Records from a data collection:
---------------

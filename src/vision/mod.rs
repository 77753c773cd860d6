// Copyright (c) 2025 Fabstir
// SPDX-License-Identifier: BUSL-1.1
//! Image handling shared by every caption backend
//!
//! - `normalizer` - converts paths, URLs, arrays and tensors into RGB images
//! - `preprocessing` - resize/crop/normalize into NCHW encoder input
//! - `image_utils` - encoded-bytes and data URL decoding

pub mod image_utils;
pub mod normalizer;
pub mod preprocessing;

pub use image_utils::{decode_bytes, decode_data_url, DecodeError, DecodedImage, MAX_ENCODED_BYTES};
pub use normalizer::{ImageInput, ImageNormalizer, NormalizerConfig};
pub use preprocessing::{preprocess_batch, preprocess_image, Placement, PreprocessConfig, ResizeMode};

---------------

● **BRIEF**
Your answer should be one number: how many lines in the records above include "normalizer".

● **RESULT FOR THIS EXERCISE**
3